Crispian Hollis


Roger Francis Crispian Hollis is the Bishop Emeritus of Portsmouth for the Roman Catholic Church.

Early life

Crispian Hollis' parents were Christopher Hollis, the author and parliamentarian, and Madeleine Hollis. Both his parents were received into the Roman Catholic Church. He is possibly unique among Catholic bishops in being the grandson of an Anglican bishop, the Right Revd George Arthur Hollis, vice-principal of Wells Theological College and later suffragan Bishop of Taunton, and the nephew of another, the Right Revd Arthur Michael Hollis, Bishop of Madras.
Hollis was educated at Stonyhurst College. He completed his national service as a 2nd Lt. with the Somerset Light Infantry which saw military action in Malaya. Upon his return from military service, Hollis earned an M.A. from Balliol College, Oxford. He then went to the Venerable English College in Rome, where he was ordained a priest for the Diocese of Clifton on 11 July 1965, and subsequently received a Licentiate of Sacred Theology.

Ministry

In 1981 he was appointed Administrator of Clifton Cathedral in Bristol and Vicar General of the Diocese of Clifton. While still in this post, he was appointed a member of the IBA's panel of religious advisers and in 1986 became a member of the Central Religious Advisory Committee for the BBC and the IBA.

Episcopal career

In February 1987, Hollis followed in the family footsteps when, like his grandfather and his uncle, he was appointed as auxiliary bishop to Archbishop Maurice Noël Léon Couve de Murville of the Archdiocese of Birmingham. Hollis was given special responsibility for the Oxfordshire area. This was not to last, for he was installed as Bishop of Portsmouth on 27 January 1989.
Hollis has been Chairman of the Catholic Media Trust and also Chairman of the Bishops' Committee for Europe. He served as a member of the Pontifical Council for Social Communications in the Vatican, as Chairman of the Bishops' Conference Department of Mission and Unity, Representative for the Bishops' Conference of the Churches Together in Britain and Ireland and a Member of IARCCUM. He is said to enjoy cricket and golf and, in the family tradition, to take a keen interest in current affairs.
Holy Trinity Monastery, East Hendred, a monastery of contemplative Benedictine nuns situated in the Vale of White Horse, Oxfordshire, and part of the Roman Catholic Diocese of Portsmouth was founded by Hollis in 2004.
In 2011, aged 75, Hollis announced that he would be retiring as soon as a replacement could be found.
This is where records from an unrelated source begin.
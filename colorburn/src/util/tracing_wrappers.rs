// Copyright (c) the colorburn authors. All rights reserved.
//
// Use of this source code is governed by a BSD-style
// license that can be found in the LICENSE file.

#![allow(unused_imports, unused_macros)]

#[cfg(feature = "tracing")]
pub(crate) use tracing::{debug, trace};

#[cfg(not(feature = "tracing"))]
macro_rules! debug {
    ($($args:tt)*) => {};
}

#[cfg(not(feature = "tracing"))]
macro_rules! trace {
    ($($args:tt)*) => {};
}

#[cfg(not(feature = "tracing"))]
pub(crate) use debug;
#[cfg(not(feature = "tracing"))]
pub(crate) use trace;
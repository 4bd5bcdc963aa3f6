// Copyright (c) the colorburn authors. All rights reserved.
//
// Use of this source code is governed by a BSD-style
// license that can be found in the LICENSE file.

use crate::{
    error::{Error, Result},
    planes::{RGB_CHANNELS, RgbPlanes, RgbPlanesMut},
    util::tracing_wrappers::*,
};

/// An owned planar image: `channels` consecutive planes of `width * height` values each, in
/// row-major pixel order.
#[derive(Debug, Clone, PartialEq)]
pub struct PlanarImage {
    width: usize,
    height: usize,
    channels: usize,
    // Invariant: data.len() == width * height * channels.
    data: Vec<f32>,
}

fn buffer_len(width: usize, height: usize, channels: usize) -> Result<usize> {
    width
        .checked_mul(height)
        .and_then(|pixels| pixels.checked_mul(channels))
        .ok_or(Error::ImageSizeTooLarge(width, height))
}

impl PlanarImage {
    /// Allocates a zero-filled image. Allocation failure is reported, not aborted on.
    #[cfg_attr(feature = "tracing", tracing::instrument(level = "debug", err))]
    pub fn new(width: usize, height: usize, channels: usize) -> Result<PlanarImage> {
        let len = buffer_len(width, height, channels)?;
        let mut data = Vec::new();
        data.try_reserve_exact(len)?;
        data.resize(len, 0.0);
        debug!(len, "allocated planar image");
        Ok(PlanarImage {
            width,
            height,
            channels,
            data,
        })
    }

    pub fn from_vec(
        width: usize,
        height: usize,
        channels: usize,
        data: Vec<f32>,
    ) -> Result<PlanarImage> {
        let expected = buffer_len(width, height, channels)?;
        if data.len() != expected {
            return Err(Error::ChannelLengthMismatch {
                expected,
                found: data.len(),
            });
        }
        Ok(PlanarImage {
            width,
            height,
            channels,
            data,
        })
    }

    pub fn size(&self) -> (usize, usize) {
        (self.width, self.height)
    }

    pub fn width(&self) -> usize {
        self.width
    }

    pub fn height(&self) -> usize {
        self.height
    }

    pub fn channels(&self) -> usize {
        self.channels
    }

    pub fn pixel_count(&self) -> usize {
        self.width * self.height
    }

    pub fn data(&self) -> &[f32] {
        &self.data
    }

    pub fn into_vec(self) -> Vec<f32> {
        self.data
    }

    pub fn planes(&self) -> Result<RgbPlanes<'_>> {
        if self.channels != RGB_CHANNELS {
            return Err(Error::UnsupportedChannelCount(self.channels));
        }
        RgbPlanes::from_planar(&self.data, self.pixel_count())
    }

    pub fn planes_mut(&mut self) -> Result<RgbPlanesMut<'_>> {
        if self.channels != RGB_CHANNELS {
            return Err(Error::UnsupportedChannelCount(self.channels));
        }
        let pixels = self.pixel_count();
        RgbPlanesMut::from_planar(&mut self.data, pixels)
    }
}

#[cfg(test)]
mod test {
    use test_log::test;

    use super::*;

    #[test]
    fn new_is_zeroed() -> Result<()> {
        let image = PlanarImage::new(5, 3, 3)?;
        assert_eq!(image.size(), (5, 3));
        assert_eq!(image.channels(), 3);
        assert_eq!(image.data().len(), 45);
        assert!(image.data().iter().all(|&v| v == 0.0));
        Ok(())
    }

    #[test]
    fn new_rejects_overflowing_size() {
        assert!(matches!(
            PlanarImage::new(usize::MAX, 2, 3),
            Err(Error::ImageSizeTooLarge(_, 2))
        ));
    }

    #[test]
    fn new_reports_allocation_failure() {
        // Fits in usize but not in any address space.
        assert!(matches!(
            PlanarImage::new(usize::MAX / 16, 1, 3),
            Err(Error::OutOfMemory(_))
        ));
    }

    #[test]
    fn from_vec_checks_length() {
        assert!(PlanarImage::from_vec(2, 2, 3, vec![0.0; 12]).is_ok());
        assert!(matches!(
            PlanarImage::from_vec(2, 2, 3, vec![0.0; 11]),
            Err(Error::ChannelLengthMismatch {
                expected: 12,
                found: 11
            })
        ));
    }

    #[test]
    fn planes_follow_planar_layout() -> Result<()> {
        let data: Vec<f32> = (0..12).map(|v| v as f32).collect();
        let image = PlanarImage::from_vec(2, 2, 3, data)?;
        let [r, g, b] = image.planes()?.channels();
        assert_eq!(r, &[0.0, 1.0, 2.0, 3.0]);
        assert_eq!(g, &[4.0, 5.0, 6.0, 7.0]);
        assert_eq!(b, &[8.0, 9.0, 10.0, 11.0]);
        Ok(())
    }

    #[test]
    fn planes_require_rgb() -> Result<()> {
        let mut gray = PlanarImage::new(4, 4, 1)?;
        assert!(matches!(gray.planes(), Err(Error::UnsupportedChannelCount(1))));
        assert!(matches!(
            gray.planes_mut(),
            Err(Error::UnsupportedChannelCount(1))
        ));
        Ok(())
    }
}
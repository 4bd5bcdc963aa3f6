// Copyright (c) the colorburn authors. All rights reserved.
//
// Use of this source code is governed by a BSD-style
// license that can be found in the LICENSE file.

use std::collections::TryReserveError;

use thiserror::Error;

use crate::options::SimdLevel;

#[derive(Error, Debug)]
#[non_exhaustive]
pub enum Error {
    #[error("Image sizes aren't the same: {0}x{1} vs {2}x{3}")]
    ImageSizeMismatch(usize, usize, usize, usize),
    #[error("Images have different number of channels: {0} vs {1}")]
    ChannelCountMismatch(usize, usize),
    #[error("Only RGB images (3 channels) are supported, found {0} channels")]
    UnsupportedChannelCount(usize),
    #[error("Channel length mismatch: expected {expected} values, found {found}")]
    ChannelLengthMismatch { expected: usize, found: usize },
    #[error("Image size too large: {0}x{1}")]
    ImageSizeTooLarge(usize, usize),
    #[error("Out of memory: {0}")]
    OutOfMemory(#[from] TryReserveError),
    #[error("SIMD level {0} is not available on this CPU or build")]
    SimdLevelUnavailable(SimdLevel),
}

pub type Result<T, E = Error> = std::result::Result<T, E>;
// Copyright (c) the colorburn authors. All rights reserved.
//
// Use of this source code is governed by a BSD-style
// license that can be found in the LICENSE file.

//! Color burn blending of planar RGB images.
//!
//! Every output value is `clamp(255 - 256 * (255 - b) / (a + 1), 0, 255)`, where `a` and `b` are
//! the co-located values of the first and second source. The kernel runs on the widest
//! instruction set available and falls back to scalar code for the tail of each channel.

#![deny(unsafe_code)]
pub mod burn;
pub mod error;
pub mod image;
pub mod kernel;
pub mod options;
pub mod planes;
pub mod util;

pub use colorburn_simd as simd;

pub use burn::{BurnReport, burn_images, burn_planes};
pub use error::{Error, Result};
pub use image::PlanarImage;
pub use options::{BurnOptions, SimdLevel};
pub use planes::{RgbPlanes, RgbPlanesMut};
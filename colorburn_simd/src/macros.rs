// Copyright (c) the colorburn authors. All rights reserved.
//
// Use of this source code is governed by a BSD-style
// license that can be found in the LICENSE file.

/// Defines a function whose body is compiled with `$feature` enabled.
///
/// The body may only be reached through values of a descriptor or vector type of the same
/// instruction set, and those only exist once the feature has been detected.
#[allow(unused_macros)]
macro_rules! feature_fn {
    (
        $feature:literal,
        fn $name:ident(self: $self_ty:ty as $this:ident $(, $arg:ident: $ty:ty)* $(,)?)
            $(-> $ret:ty)? $body:block
    ) => {
        #[inline(always)]
        fn $name(self $(, $arg: $ty)*) $(-> $ret)? {
            #[target_feature(enable = $feature)]
            #[inline]
            fn inner($this: $self_ty $(, $arg: $ty)*) $(-> $ret)? $body
            // SAFETY: the vector exists, so the feature was detected.
            unsafe { inner(self $(, $arg)*) }
        }
    };
    (
        $feature:literal,
        fn $name:ident($proof:ident: $proof_ty:ty $(, $arg:ident: $ty:ty)* $(,)?)
            $(-> $ret:ty)? $body:block
    ) => {
        #[inline(always)]
        fn $name($proof: $proof_ty $(, $arg: $ty)*) $(-> $ret)? {
            #[target_feature(enable = $feature)]
            #[inline]
            fn inner($proof: $proof_ty $(, $arg: $ty)*) $(-> $ret)? $body
            // SAFETY: the descriptor argument exists, so the feature was detected.
            unsafe { inner($proof $(, $arg)*) }
        }
    };
}

/// Defines a descriptor and its vector type for one instruction set.
///
/// `min`/`max` are given as expressions over the raw registers and must implement
/// `if a < b { a } else { b }` (resp. `>`), returning `b` when either lane is NaN.
#[allow(unused_macros)]
macro_rules! simd_vector {
    (
        isa: $isa:ident,
        descriptor: $descr:ident,
        vector: $vec:ident($raw:ty; $lanes:literal),
        feature: $feature:literal,
        detected: $detected:expr,
        load: $load:ident,
        store: $store:ident,
        splat: $splat:ident,
        min: |$min_a:ident, $min_b:ident| $min:expr,
        max: |$max_a:ident, $max_b:ident| $max:expr,
        ops: { $($op:ident::$method:ident => $intrinsic:ident),* $(,)? } $(,)?
    ) => {
        #[doc = concat!("Proof that `", $feature, "` is available on the running CPU.")]
        #[derive(Clone, Copy, Debug)]
        pub struct $descr(());

        impl $crate::SimdDescriptor for $descr {
            type F32Vec = $vec;

            const ISA: $crate::Isa = $crate::Isa::$isa;

            fn new() -> Option<Self> {
                ($detected).then_some(Self(()))
            }

            fn call<R>(self, f: impl FnOnce(Self) -> R) -> R {
                #[target_feature(enable = $feature)]
                #[inline(never)]
                fn entered<R>(d: $descr, f: impl FnOnce($descr) -> R) -> R {
                    f(d)
                }
                // SAFETY: the descriptor exists, so the feature was detected.
                unsafe { entered(self, f) }
            }
        }

        #[derive(Clone, Copy, Debug)]
        pub struct $vec($raw, $descr);

        impl $crate::F32SimdVec for $vec {
            type Descriptor = $descr;

            const LEN: usize = $lanes;

            feature_fn!($feature, fn splat(d: $descr, v: f32) -> $vec {
                $vec($splat(v), d)
            });

            feature_fn!($feature, fn load(d: $descr, mem: &[f32]) -> $vec {
                assert!(mem.len() >= $lanes);
                // SAFETY: `mem` holds a full vector and the load has no alignment requirement.
                $vec(unsafe { $load(mem.as_ptr()) }, d)
            });

            feature_fn!($feature, fn store(self: $vec as this, mem: &mut [f32]) {
                assert!(mem.len() >= $lanes);
                // SAFETY: `mem` holds a full vector and the store has no alignment requirement.
                unsafe { $store(mem.as_mut_ptr(), this.0) }
            });

            feature_fn!($feature, fn min(self: $vec as this, other: $vec) -> $vec {
                let ($min_a, $min_b) = (this.0, other.0);
                $vec($min, this.1)
            });

            feature_fn!($feature, fn max(self: $vec as this, other: $vec) -> $vec {
                let ($max_a, $max_b) = (this.0, other.0);
                $vec($max, this.1)
            });
        }

        $(
            impl ::std::ops::$op for $vec {
                type Output = $vec;

                feature_fn!($feature, fn $method(self: $vec as this, rhs: $vec) -> $vec {
                    $vec($intrinsic(this.0, rhs.0), this.1)
                });
            }
        )*
    };
}
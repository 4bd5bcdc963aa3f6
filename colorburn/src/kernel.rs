// Copyright (c) the colorburn authors. All rights reserved.
//
// Use of this source code is governed by a BSD-style
// license that can be found in the LICENSE file.

//! The color burn kernel.
//!
//! For each channel value pair `(a, b)` of the two sources the kernel computes
//! `clamp(255 - 256 * (255 - b) / (a + 1), 0, 255)`. Each channel is processed as a bulk of full
//! vectors followed by a scalar remainder of `len % LEN` values. Both parts run [`burn_lane`], so
//! every instruction set produces the same bits as the scalar path.
//!
//! Slices passed here must have matching lengths; mismatches panic. Use
//! [`crate::burn::burn_planes`] for a checked entry point.

use crate::planes::{RgbPlanes, RgbPlanesMut};
use crate::simd::{F32SimdVec, Isa, IsaVisitor, ScalarDescriptor, SimdDescriptor, with_isa};

/// Added to the first source so that the divisor is at least 1.
pub const SRC1_OFFSET: f32 = 1.0;
pub const CHANNEL_MAX: f32 = 255.0;
pub const CHANNEL_MIN: f32 = 0.0;
pub const SCALE: f32 = 256.0;

/// Applies the color burn formula to one vector of values.
///
/// Operations are evaluated one at a time, without fused multiply-add, in the order
/// `step1 = a + 1`, `step2 = 255 - b`, `step3 = 256 * step2`, `step4 = step3 / step1`,
/// `step5 = 255 - step4`, then `max(0, min(step5, 255))`. A NaN `step5` clamps to 255.
#[inline(always)]
pub fn burn_lane<D: SimdDescriptor>(d: D, src1: D::F32Vec, src2: D::F32Vec) -> D::F32Vec {
    let channel_max = D::F32Vec::splat(d, CHANNEL_MAX);
    let step1 = src1 + D::F32Vec::splat(d, SRC1_OFFSET);
    let step2 = channel_max - src2;
    let step3 = D::F32Vec::splat(d, SCALE) * step2;
    let step4 = step3 / step1;
    let step5 = channel_max - step4;
    D::F32Vec::splat(d, CHANNEL_MIN).max(step5.min(channel_max))
}

/// Number of values per channel covered by full vectors of `D`.
#[inline(always)]
pub fn bulk_len<D: SimdDescriptor>(_d: D, pixel_count: usize) -> usize {
    pixel_count - pixel_count % D::F32Vec::LEN
}

/// Blends one channel: `dst[i] = burn(src1[i], src2[i])` for every `i`.
#[inline(always)]
pub fn burn_channel<D: SimdDescriptor>(d: D, src1: &[f32], src2: &[f32], dst: &mut [f32]) {
    let pixel_count = dst.len();
    assert_eq!(src1.len(), pixel_count);
    assert_eq!(src2.len(), pixel_count);

    let len = D::F32Vec::LEN;
    let bulk = bulk_len(d, pixel_count);
    let (src1_bulk, src1_rest) = src1.split_at(bulk);
    let (src2_bulk, src2_rest) = src2.split_at(bulk);
    let (dst_bulk, dst_rest) = dst.split_at_mut(bulk);

    for ((chunk1, chunk2), chunk_out) in src1_bulk
        .chunks_exact(len)
        .zip(src2_bulk.chunks_exact(len))
        .zip(dst_bulk.chunks_exact_mut(len))
    {
        let v1 = D::F32Vec::load(d, chunk1);
        let v2 = D::F32Vec::load(d, chunk2);
        burn_lane(d, v1, v2).store(chunk_out);
    }

    // Scalar fallback for remainder
    for ((v1, v2), out) in src1_rest.iter().zip(src2_rest).zip(dst_rest) {
        *out = burn_lane(ScalarDescriptor, *v1, *v2);
    }
}

/// Blends all three channels of `src1` and `src2` into `dst`.
#[inline(always)]
pub fn burn_rgb<D: SimdDescriptor>(
    d: D,
    src1: RgbPlanes<'_>,
    src2: RgbPlanes<'_>,
    dst: &mut RgbPlanesMut<'_>,
) {
    let channels = src1.channels().into_iter().zip(src2.channels());
    for ((channel1, channel2), channel_out) in channels.zip(dst.channels_mut()) {
        burn_channel(d, channel1, channel2, channel_out);
    }
}

struct BurnChannel<'a> {
    src1: &'a [f32],
    src2: &'a [f32],
    dst: &'a mut [f32],
}

impl IsaVisitor for BurnChannel<'_> {
    type Output = ();

    #[inline(always)]
    fn visit<D: SimdDescriptor>(self, d: D) {
        burn_channel(d, self.src1, self.src2, self.dst)
    }
}

struct BurnRgb<'s, 'd, 'p> {
    src1: RgbPlanes<'s>,
    src2: RgbPlanes<'s>,
    dst: &'d mut RgbPlanesMut<'p>,
}

impl IsaVisitor for BurnRgb<'_, '_, '_> {
    type Output = ();

    #[inline(always)]
    fn visit<D: SimdDescriptor>(self, d: D) {
        burn_rgb(d, self.src1, self.src2, self.dst)
    }
}

/// [`burn_channel`] on the widest instruction set of the running CPU.
pub fn burn_channel_dispatch(src1: &[f32], src2: &[f32], dst: &mut [f32]) {
    // The widest available set always has a descriptor.
    let _ = with_isa(Isa::widest_available(), BurnChannel { src1, src2, dst });
}

/// [`burn_rgb`] on the widest instruction set of the running CPU.
pub fn burn_rgb_dispatch(src1: RgbPlanes<'_>, src2: RgbPlanes<'_>, dst: &mut RgbPlanesMut<'_>) {
    let _ = with_isa(Isa::widest_available(), BurnRgb { src1, src2, dst });
}
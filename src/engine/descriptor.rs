//! Residue mapper
//!
//! Turns a normalized integer into its structural descriptor: residue vector
//! over the fixed small-prime moduli, bit length, natural-log scale, and
//! decimal-digit statistics.

use num_bigint::BigUint;
use num_traits::{One, ToPrimitive, Zero};
use serde::Serialize;

use super::EngineError;

/// Default modulus list: the first 15 odd primes.
pub const DEFAULT_MODULI: [u64; 15] = [3, 5, 7, 11, 13, 17, 19, 23, 29, 31, 37, 41, 43, 47, 53];

/// Structural fingerprint of a normalized integer.
#[derive(Debug, Clone, Serialize)]
pub struct StructuralDescriptor {
    pub residues: Vec<u64>,
    pub bit_length: u64,
    pub ln_scale: f64,
    /// Shannon entropy of the decimal digits, normalized by log2(10).
    pub decimal_entropy: f64,
    /// Distinct decimal digits used / 10.
    pub digit_diversity: f64,
}

/// Strip every factor of two. This is the only decomposition the engine
/// performs; it must never divide by any other prime.
pub fn normalize(n: &BigUint) -> Result<BigUint, EngineError> {
    if *n <= BigUint::one() {
        return Err(EngineError::InputValidation(format!(
            "input must be greater than 1, got {}",
            n
        )));
    }
    let shift = n.trailing_zeros().unwrap_or(0);
    let odd = n >> shift as usize;
    if odd <= BigUint::one() {
        return Err(EngineError::InputValidation(format!(
            "input {} is a power of two and normalizes to 1",
            n
        )));
    }
    Ok(odd)
}

/// Map a normalized integer to its structural descriptor.
pub fn map(n: &BigUint, moduli: &[u64]) -> Result<StructuralDescriptor, EngineError> {
    if *n <= BigUint::one() {
        return Err(EngineError::InputValidation(
            "descriptor requires a normalized integer greater than 1".to_string(),
        ));
    }

    let residues: Vec<u64> = moduli
        .iter()
        .map(|&m| {
            // residue < m <= u64::MAX, so the conversion cannot fail
            (n % m).to_u64().unwrap_or(0)
        })
        .collect();

    let digits = n.to_str_radix(10);
    let (decimal_entropy, digit_diversity) = digit_statistics(&digits);

    Ok(StructuralDescriptor {
        residues,
        bit_length: n.bits(),
        ln_scale: ln_big(n),
        decimal_entropy,
        digit_diversity,
    })
}

/// Natural log of an arbitrary-size integer without overflowing f64:
/// take the top 53 bits as mantissa and add the shifted-out bits as
/// multiples of ln 2.
pub fn ln_big(n: &BigUint) -> f64 {
    if n.is_zero() {
        return f64::NEG_INFINITY;
    }
    let bits = n.bits();
    if bits <= 53 {
        return n.to_f64().unwrap_or(0.0).ln();
    }
    let shift = bits - 53;
    let head = (n >> shift as usize).to_f64().unwrap_or(0.0);
    head.ln() + shift as f64 * std::f64::consts::LN_2
}

/// Normalized Shannon entropy over decimal digits and the digit-diversity
/// ratio, both over the base-10 representation.
fn digit_statistics(digits: &str) -> (f64, f64) {
    let mut counts = [0usize; 10];
    let mut total = 0usize;
    for b in digits.bytes() {
        if b.is_ascii_digit() {
            counts[(b - b'0') as usize] += 1;
            total += 1;
        }
    }
    if total == 0 {
        return (0.0, 0.0);
    }

    let mut entropy = 0.0f64;
    let mut distinct = 0usize;
    for &c in &counts {
        if c > 0 {
            distinct += 1;
            let p = c as f64 / total as f64;
            entropy -= p * p.log2();
        }
    }

    (entropy / 10f64.log2(), distinct as f64 / 10.0)
}
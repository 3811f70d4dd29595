//! modaudit — structural fingerprint audit service
//!
//! Computes a deterministic structural fingerprint for arbitrary positive
//! integers and classifies each against a statistical or calibrated
//! baseline. The engine performs no factorization and no cryptographic
//! verification; its labels are heuristic statistical opinions.
//!
//! # Architecture
//!
//! ```text
//! ┌──────────────────────────────────────────────────────────┐
//! │                       MODAUDIT                           │
//! ├──────────────────────────────────────────────────────────┤
//! │  ┌───────────┐   ┌────────────────┐   ┌──────────────┐  │
//! │  │  API      │   │  Audit Engine  │   │  Report      │  │
//! │  │  (Axum)   │──▶│  (pure, sync)  │──▶│  Documents   │  │
//! │  └───────────┘   └────────────────┘   └──────────────┘  │
//! └──────────────────────────────────────────────────────────┘
//! ```

mod config;
mod engine;
mod error;
mod export;
mod handlers;

use std::net::SocketAddr;
use std::sync::Arc;

use axum::{
    routing::{get, post},
    Router,
};
use tower_http::{
    compression::CompressionLayer,
    cors::{Any, CorsLayer},
    trace::TraceLayer,
};
use tracing_subscriber::{layer::SubscriberExt, util::SubscriberInitExt};

use crate::engine::{AuditEngine, EngineConfig};

pub use crate::error::{AppError, AppResult};

#[tokio::main]
async fn main() -> anyhow::Result<()> {
    // Load configuration
    dotenvy::dotenv().ok();
    let config = config::Config::from_env();

    // Initialize logging; production gets structured JSON lines
    let env_filter = tracing_subscriber::EnvFilter::try_from_default_env()
        .unwrap_or_else(|_| "modaudit=debug,tower_http=debug".into());
    if config.is_production() {
        tracing_subscriber::registry()
            .with(env_filter)
            .with(tracing_subscriber::fmt::layer().json())
            .init();
    } else {
        tracing_subscriber::registry()
            .with(env_filter)
            .with(tracing_subscriber::fmt::layer())
            .init();
    }

    tracing::info!("modaudit server starting...");
    tracing::info!("Baseline mode: {:?}", config.baseline_mode);

    // Construct the engine once; its configuration is immutable from here on
    let mut engine_config = EngineConfig {
        mode: config.baseline_mode,
        ..EngineConfig::default()
    };
    if let Some(moduli) = &config.moduli {
        engine_config.moduli = moduli.clone();
    }
    let engine = AuditEngine::new(engine_config)
        .map_err(|e| anyhow::anyhow!("invalid engine configuration: {}", e))?;

    let state = AppState {
        engine: Arc::new(engine),
        config: config.clone(),
    };

    let app = create_router(state);

    let addr = SocketAddr::from(([0, 0, 0, 0], config.port));
    tracing::info!("Server listening on http://{}", addr);

    let listener = tokio::net::TcpListener::bind(addr).await?;
    axum::serve(listener, app).await?;
    Ok(())
}

/// Shared application state
#[derive(Clone)]
pub struct AppState {
    pub engine: Arc<AuditEngine>,
    pub config: config::Config,
}

/// Create the main router with all routes
fn create_router(state: AppState) -> Router {
    Router::new()
        .route("/health", get(handlers::health::check))
        .route("/api/v1/compute", post(handlers::audit::compute))
        .route("/api/v1/audit", post(handlers::audit::run))
        .route("/api/v1/audit/document", post(handlers::audit::document))
        .layer(CompressionLayer::new())
        .layer(TraceLayer::new_for_http())
        .layer(
            CorsLayer::new()
                .allow_origin(Any)
                .allow_methods(Any)
                .allow_headers(Any),
        )
        .with_state(state)
}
On Tuesday 11 July 2012, an official press release from the Vatican Information Service of the Holy See Press Office stated that Pope Benedict XVI had named Philip Egan, the Vicar General of the Roman Catholic Diocese of Shrewsbury, as Bishop-Elect of Portsmouth. Egan was consecrated as the Eighth Bishop of Portsmouth, with Bishop Hollis serving as Principal Consecrator, on 24 September 2012, the Feast of Our Lady of Walsingham. Bishop Hollis retired from his position as Apostolic Administrator for the Diocese of Portsmouth. He now lives in the small village of Mells, Somerset. The diocese issued a special commemorative edition of their newspaper to mark his retirement.

Lourdes

Hollis actively encourages people to travel to Lourdes, to which he has a great attachment, first going there in 1967 as a chaplain with the Oxford University Pilgrimage and then going annually with them until 1981. On returning to the Diocese of Clifton he travelled with the Clifton Pilgrimage each year up until 1986 and with the Portsmouth diocese since 1987.
The Portsmouth diocese, together with the Dioceses of Clifton, East Anglia, Northampton and Southwark, plus Stonyhurst College travel each year with the Catholic Association Pilgrimage to Lourdes. Hollis was the Patron of the Catholic Association Hospitalité until 2011.

High Court ruling

In November 2011, the High Court of England and Wales ruled that Roman Catholic bishops were vicariously liable for the torts committed by priests who held ecclesiastical offices to which those bishops had appointed them. The court also appeared to hold that acts of the bishop of a Roman Catholic diocese in England and Wales could create vicariously liabilities for their successors.